A l’abri des gouttes de pluie
Une pièce de Telma Jousset
Nous sommes à Paris en 1936. Maurice, joueur de poker et retardataire invétéré passe son temps au bar avec la belle Alice ou dans la boutique de parapluies de Tante Charlotte, la femme qui l’a élevé.
Son quotidien est rythmé par les parties de cartes avec Paul, ouvrier à l’usine et ses rendez-vous dans le parc de la rue des Peupliers avec Marie Jo… son amie de toujours.
Emporté par le tourbillon de la vie parisienne, ce petit monde navigue entre déception amoureuse, découverte sentimentale, réminiscence du passé et rupture amicale sans prêter attention à l’orage qui gronde…
Les heures ensoleillées laissent place aux jours de pluie et bien vite nous sommes en 1939. La guerre est déclarée.

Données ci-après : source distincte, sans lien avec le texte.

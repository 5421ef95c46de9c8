//! # Engine Configuration
//!
//! $$
//! \theta=\theta_{\text{default}}\oplus\theta_{\text{toml}}\oplus\theta_{\text{request}}
//! $$
//!
//! Tunables for every engine. Missing TOML keys keep their defaults and request fields
//! override both.

use std::fs;
use std::path::Path;

use serde::Deserialize;
use serde::Serialize;

use crate::error::Result;
use crate::error::RiskError;
use crate::quant::budget::Deadline;
use crate::quant::portfolio::FrontierConfig;
use crate::quant::portfolio::OptimizerMethod;
use crate::quant::portfolio::PortfolioEngineConfig;
use crate::quant::risk::comparison::AgreementThresholds;
use crate::quant::risk::dual::DualAssetVaR;
use crate::quant::risk::var::SimulationConfig;
use crate::stats::descriptive::SampleFrequency;

#[derive(Clone, Debug, PartialEq, Serialize, Deserialize)]
#[serde(default)]
pub struct EngineConfig {
  pub monte_carlo_trials: usize,
  pub frontier_samples: usize,
  /// Fixed seed for reproducible simulations; a fresh one is drawn per request when unset.
  pub seed: Option<u64>,
  pub weight_tolerance: f64,
  /// Annual rate.
  pub risk_free_rate: f64,
  pub frequency: SampleFrequency,
  /// VaR horizon in native periods.
  pub horizon: u32,
  /// Wall-clock budget per request.
  pub time_budget_ms: Option<u64>,
  pub agreement: AgreementThresholds,
  /// Ticker used for beta when a request names none.
  pub benchmark: Option<String>,
  pub optimizer: OptimizerMethod,
  pub max_iters: u64,
  /// Trials or samples per rayon work unit.
  pub chunk_size: usize,
}

impl Default for EngineConfig {
  fn default() -> Self {
    Self {
      monte_carlo_trials: 10_000,
      frontier_samples: 1_000,
      seed: None,
      weight_tolerance: 0.01,
      risk_free_rate: 0.0,
      frequency: SampleFrequency::Daily,
      horizon: 1,
      time_budget_ms: None,
      agreement: AgreementThresholds::default(),
      benchmark: None,
      optimizer: OptimizerMethod::NelderMead,
      max_iters: 5_000,
      chunk_size: 1_024,
    }
  }
}

impl EngineConfig {
  pub fn from_toml_str(s: &str) -> Result<Self> {
    let config: Self = toml::from_str(s).map_err(|e| RiskError::Config(e.to_string()))?;
    config.validate()?;
    Ok(config)
  }

  pub fn from_path(path: impl AsRef<Path>) -> Result<Self> {
    let path = path.as_ref();
    let raw = fs::read_to_string(path)
      .map_err(|e| RiskError::Config(format!("{}: {e}", path.display())))?;
    Self::from_toml_str(&raw)
  }

  pub fn validate(&self) -> Result<()> {
    if self.monte_carlo_trials == 0 {
      return Err(RiskError::Config("monte_carlo_trials must be positive".to_string()));
    }
    if self.frontier_samples == 0 {
      return Err(RiskError::Config("frontier_samples must be positive".to_string()));
    }
    if !(self.weight_tolerance.is_finite() && self.weight_tolerance > 0.0) {
      return Err(RiskError::Config("weight_tolerance must be positive".to_string()));
    }
    if !self.risk_free_rate.is_finite() {
      return Err(RiskError::Config("risk_free_rate must be finite".to_string()));
    }
    if self.horizon == 0 {
      return Err(RiskError::Config("horizon must be at least 1".to_string()));
    }
    if self.chunk_size == 0 {
      return Err(RiskError::Config("chunk_size must be positive".to_string()));
    }
    let AgreementThresholds { good, moderate } = self.agreement;
    if !(good > 0.0 && good <= moderate) {
      return Err(RiskError::Config(format!(
        "agreement thresholds must satisfy 0 < good <= moderate, got {good} and {moderate}"
      )));
    }
    Ok(())
  }

  /// Configured seed, or a fresh random one.
  pub fn resolved_seed(&self) -> u64 {
    self.seed.unwrap_or_else(rand::random)
  }

  pub fn deadline(&self) -> Deadline {
    Deadline::from_millis(self.time_budget_ms)
  }

  pub fn simulation(&self, seed: u64) -> SimulationConfig {
    SimulationConfig::new(self.monte_carlo_trials, seed, self.chunk_size)
  }

  pub fn dual_var(&self) -> DualAssetVaR {
    DualAssetVaR::new(self.weight_tolerance, self.agreement)
  }

  pub fn portfolio_engine(&self, seed: u64) -> PortfolioEngineConfig {
    PortfolioEngineConfig {
      optimizer: self.optimizer,
      risk_free: self.risk_free_rate,
      frequency: self.frequency,
      max_iters: self.max_iters,
      frontier: FrontierConfig::new(self.frontier_samples, seed, self.chunk_size),
      search_samples: self.monte_carlo_trials,
      weight_tolerance: self.weight_tolerance,
    }
  }
}
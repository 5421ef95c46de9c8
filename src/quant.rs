//! # Quant
//!
//! $$
//! R_p=\mathbf{w}^\top\mathbf{r},\qquad \sigma_p^2=\mathbf{w}^\top\Sigma\mathbf{w}
//! $$
//!
//! Return series, covariance estimation, tail-risk estimators and portfolio construction.

pub mod budget;
pub mod covariance;
pub mod portfolio;
pub mod risk;
pub(crate) mod sampling;
pub mod series;
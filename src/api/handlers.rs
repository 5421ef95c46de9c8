//! # Request Handlers
//!
//! $$
//! \text{parse}\ \to\ \text{validate}\ \to\ \text{load}\ \to\ \text{align}\ \to\ \text{compute}\ \to\ \text{envelope}
//! $$
//!
//! One method per endpoint. Request terms are validated before any series is loaded; the
//! `*_response` variants wrap the outcome in the endpoint's envelope.

use std::collections::BTreeSet;
use std::time::Instant;

use tracing::debug;
use tracing::warn;

use super::source::ReturnSource;
use super::types::DualStockVaRData;
use super::types::DualStockVaRRequest;
use super::types::FrontierData;
use super::types::FrontierPortfolio;
use super::types::FrontierRequest;
use super::types::OptimizeData;
use super::types::OptimizeRequest;
use super::types::PerformanceData;
use super::types::PerformanceRequest;
use super::types::RebalanceData;
use super::types::RebalanceRequest;
use super::types::StatusEnvelope;
use super::types::SuccessEnvelope;
use crate::config::EngineConfig;
use crate::error::Result;
use crate::error::RiskError;
use crate::quant::budget::Deadline;
use crate::quant::portfolio::rebalance_trades;
use crate::quant::portfolio::types::check_weights;
use crate::quant::portfolio::types::AssetWeight;
use crate::quant::portfolio::types::PortfolioSpec;
use crate::quant::portfolio::PortfolioEngine;
use crate::quant::risk::metrics::beta;
use crate::quant::risk::var::SimulationConfig;
use crate::quant::risk::var::VaRInput;
use crate::quant::series::align;
use crate::quant::series::AlignedReturns;
use crate::quant::series::Period;
use crate::quant::series::ReturnSeries;

/// Stateless request processor over a [`ReturnSource`].
#[derive(Clone, Debug)]
pub struct RiskService<S> {
  source: S,
  config: EngineConfig,
}

fn logged<T>(endpoint: &str, res: Result<T>) -> Result<T> {
  if let Err(e) = &res {
    if e.is_validation() {
      debug!(endpoint, kind = e.kind(), error = %e, "request rejected");
    } else {
      warn!(endpoint, kind = e.kind(), error = %e, "request failed");
    }
  }
  res
}

fn check_tickers(tickers: &[String]) -> Result<()> {
  if tickers.len() < 2 {
    return Err(RiskError::InsufficientAssets(tickers.len()));
  }
  let mut seen = BTreeSet::new();
  for t in tickers {
    if t.trim().is_empty() {
      return Err(RiskError::InvalidInput("empty ticker".to_string()));
    }
    if !seen.insert(t.to_uppercase()) {
      return Err(RiskError::InvalidInput(format!("duplicate ticker {t}")));
    }
  }
  Ok(())
}

fn check_rate(rate: f64) -> Result<f64> {
  if rate.is_finite() {
    Ok(rate)
  } else {
    Err(RiskError::InvalidInput(format!("risk-free rate must be finite, got {rate}")))
  }
}

impl<S: ReturnSource> RiskService<S> {
  pub fn new(source: S, config: EngineConfig) -> Self {
    Self { source, config }
  }

  pub fn config(&self) -> &EngineConfig {
    &self.config
  }

  pub fn source(&self) -> &S {
    &self.source
  }

  fn load_aligned(
    &self,
    tickers: &[String],
    period: Period,
    deadline: &Deadline,
  ) -> Result<AlignedReturns> {
    let series = tickers
      .iter()
      .map(|t| self.source.load(t, period))
      .collect::<Result<Vec<ReturnSeries>>>()?;
    deadline.check()?;
    let refs: Vec<&ReturnSeries> = series.iter().collect();
    align(&refs)
  }

  /// Beta of the weighted portfolio against `benchmark`, or `None` with a warning.
  fn portfolio_beta(
    &self,
    returns: &AlignedReturns,
    weights: &[f64],
    benchmark: &str,
    period: Period,
  ) -> Option<f64> {
    let estimate = || -> Result<f64> {
      let portfolio = returns.weighted_series("portfolio", weights)?;
      let bench = self.source.load(benchmark, period)?;
      let pair = align(&[&portfolio, &bench])?;
      beta(pair.column(0), pair.column(1))
    };
    match estimate() {
      Ok(b) => Some(b),
      Err(e) => {
        warn!(benchmark, error = %e, "benchmark unavailable, beta omitted");
        None
      }
    }
  }

  /// `POST /risk/dual-stock-var`
  pub fn dual_stock_var(&self, req: &DualStockVaRRequest) -> Result<DualStockVaRData> {
    let start = Instant::now();
    let calc = self.config.dual_var();
    let horizon = req.horizon.unwrap_or(self.config.horizon);
    let trials = req.num_simulations.unwrap_or(self.config.monte_carlo_trials);

    let spec = PortfolioSpec::new(
      vec![
        AssetWeight::new(req.ticker1.as_str(), req.weight1),
        AssetWeight::new(req.ticker2.as_str(), req.weight2),
      ],
      req.portfolio_value,
      req.confidence_level,
    )
    .with_horizon(horizon);
    let weights = calc.validate_spec(&spec, trials)?;
    let period: Period = req.period.parse()?;
    let tickers = vec![req.ticker1.clone(), req.ticker2.clone()];
    check_tickers(&tickers)?;

    let deadline = self.config.deadline();
    let returns = self.load_aligned(&tickers, period, &deadline)?;

    let seed = req.seed.unwrap_or_else(|| self.config.resolved_seed());
    let simulation = SimulationConfig {
      trials,
      ..self.config.simulation(seed)
    };
    let input = VaRInput::new(returns.column(0), returns.column(1), weights)
      .with_horizon(horizon)
      .with_simulation(simulation)
      .with_deadline(deadline);

    let mut result = calc.compute(&input, spec.portfolio_value, spec.confidence_level)?;
    if let Some(benchmark) = req.benchmark.as_deref().or(self.config.benchmark.as_deref()) {
      result = result.with_beta(self.portfolio_beta(&returns, &weights, benchmark, period));
    }
    deadline.check()?;

    debug!(
      ticker1 = %req.ticker1,
      ticker2 = %req.ticker2,
      observations = result.observations,
      elapsed_ms = start.elapsed().as_millis() as u64,
      "dual-stock VaR handled"
    );

    Ok(DualStockVaRData {
      tickers: [req.ticker1.clone(), req.ticker2.clone()],
      weights,
      result,
    })
  }

  pub fn dual_stock_var_response(
    &self,
    req: &DualStockVaRRequest,
  ) -> SuccessEnvelope<DualStockVaRData> {
    logged("dual_stock_var", self.dual_stock_var(req)).into()
  }

  fn engine(&self, risk_free: Option<f64>, seed: Option<u64>) -> Result<PortfolioEngine> {
    let seed = seed.unwrap_or_else(|| self.config.resolved_seed());
    let mut config = self.config.portfolio_engine(seed);
    if let Some(rf) = risk_free {
      config.risk_free = check_rate(rf)?;
    }
    Ok(PortfolioEngine::new(config))
  }

  /// `POST /portfolio/optimize`
  pub fn optimize(&self, req: &OptimizeRequest) -> Result<OptimizeData> {
    let start = Instant::now();
    check_tickers(&req.tickers)?;
    let period: Period = req.period.parse()?;
    let mut engine = self.engine(req.risk_free_rate, req.seed)?;
    if let Some(method) = req.optimizer {
      let mut config = engine.config().clone();
      config.optimizer = method;
      engine = PortfolioEngine::new(config);
    }

    let deadline = self.config.deadline();
    let returns = self.load_aligned(&req.tickers, period, &deadline)?;
    let result = engine.optimize(&returns, &deadline)?;

    debug!(
      assets = req.tickers.len(),
      elapsed_ms = start.elapsed().as_millis() as u64,
      "optimize handled"
    );
    Ok(result.into())
  }

  pub fn optimize_response(&self, req: &OptimizeRequest) -> StatusEnvelope<OptimizeData> {
    logged("optimize", self.optimize(req)).into()
  }

  /// `POST /portfolio/efficient-frontier`
  pub fn efficient_frontier(&self, req: &FrontierRequest) -> Result<FrontierData> {
    let start = Instant::now();
    check_tickers(&req.tickers)?;
    if req.num_portfolios == Some(0) {
      return Err(RiskError::InvalidInput("num_portfolios must be positive".to_string()));
    }
    let period: Period = req.period.parse()?;
    let engine = self.engine(req.risk_free_rate, req.seed)?;

    let deadline = self.config.deadline();
    let returns = self.load_aligned(&req.tickers, period, &deadline)?;
    let frontier = engine.efficient_frontier(&returns, req.num_portfolios, &deadline)?;

    let tickers = returns.tickers();
    let portfolios: Vec<FrontierPortfolio> = frontier
      .points
      .iter()
      .map(|p| FrontierPortfolio::from_point(tickers, p))
      .collect();

    debug!(
      samples = portfolios.len(),
      elapsed_ms = start.elapsed().as_millis() as u64,
      "efficient frontier handled"
    );
    Ok(FrontierData {
      count: portfolios.len(),
      max_sharpe: frontier.max_sharpe().map(|p| FrontierPortfolio::from_point(tickers, p)),
      min_volatility: frontier
        .min_volatility()
        .map(|p| FrontierPortfolio::from_point(tickers, p)),
      portfolios,
    })
  }

  pub fn efficient_frontier_response(&self, req: &FrontierRequest) -> StatusEnvelope<FrontierData> {
    logged("efficient_frontier", self.efficient_frontier(req)).into()
  }

  /// `POST /portfolio/performance`
  pub fn performance(&self, req: &PerformanceRequest) -> Result<PerformanceData> {
    if req.tickers.is_empty() {
      return Err(RiskError::InsufficientAssets(0));
    }
    if req.weights.len() != req.tickers.len() {
      return Err(RiskError::InvalidWeights(format!(
        "{} weights for {} tickers",
        req.weights.len(),
        req.tickers.len()
      )));
    }
    check_weights(&req.weights, self.config.weight_tolerance)?;
    let period: Period = req.period.parse()?;
    let engine = self.engine(req.risk_free_rate, Some(0))?;

    let deadline = self.config.deadline();
    let returns = self.load_aligned(&req.tickers, period, &deadline)?;

    let mut report = engine.performance(&returns, &req.weights, None)?;
    if let Some(benchmark) = req.benchmark.as_deref().or(self.config.benchmark.as_deref()) {
      report.beta = self.portfolio_beta(&returns, &req.weights, benchmark, period);
    }
    deadline.check()?;
    Ok(report.into())
  }

  pub fn performance_response(&self, req: &PerformanceRequest) -> StatusEnvelope<PerformanceData> {
    logged("performance", self.performance(req)).into()
  }

  /// Trades from the current to the target allocation.
  pub fn rebalance(&self, req: &RebalanceRequest) -> Result<RebalanceData> {
    check_weights(&req.target.values().copied().collect::<Vec<_>>(), self.config.weight_tolerance)?;
    let trades = rebalance_trades(&req.current, &req.target, req.total_value, &req.prices)?;
    Ok(RebalanceData {
      count: trades.len(),
      trades,
    })
  }

  pub fn rebalance_response(&self, req: &RebalanceRequest) -> StatusEnvelope<RebalanceData> {
    logged("rebalance", self.rebalance(req)).into()
  }
}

Maurice est envoyé en Allemagne. Tout semble sur le point de s’écrouler. Heureusement, il y a les lettres…
Une pièce inspirée d’une histoire vraie,
l’histoire des arrières-grands-parents
de Telma Jousset
Une incroyable
découverte…
J’ai trouvé dans le grenier de la maison familiale une mallette pleine de lettres. Les lettres d’amour de mes arrières-grands-parents échangées pendant la seconde guerre mondiale.
Ces mots ont résonné et ont déclenché chez moi une euphorie comparable à celle provoquée par la découverte d’un trésor inestimable.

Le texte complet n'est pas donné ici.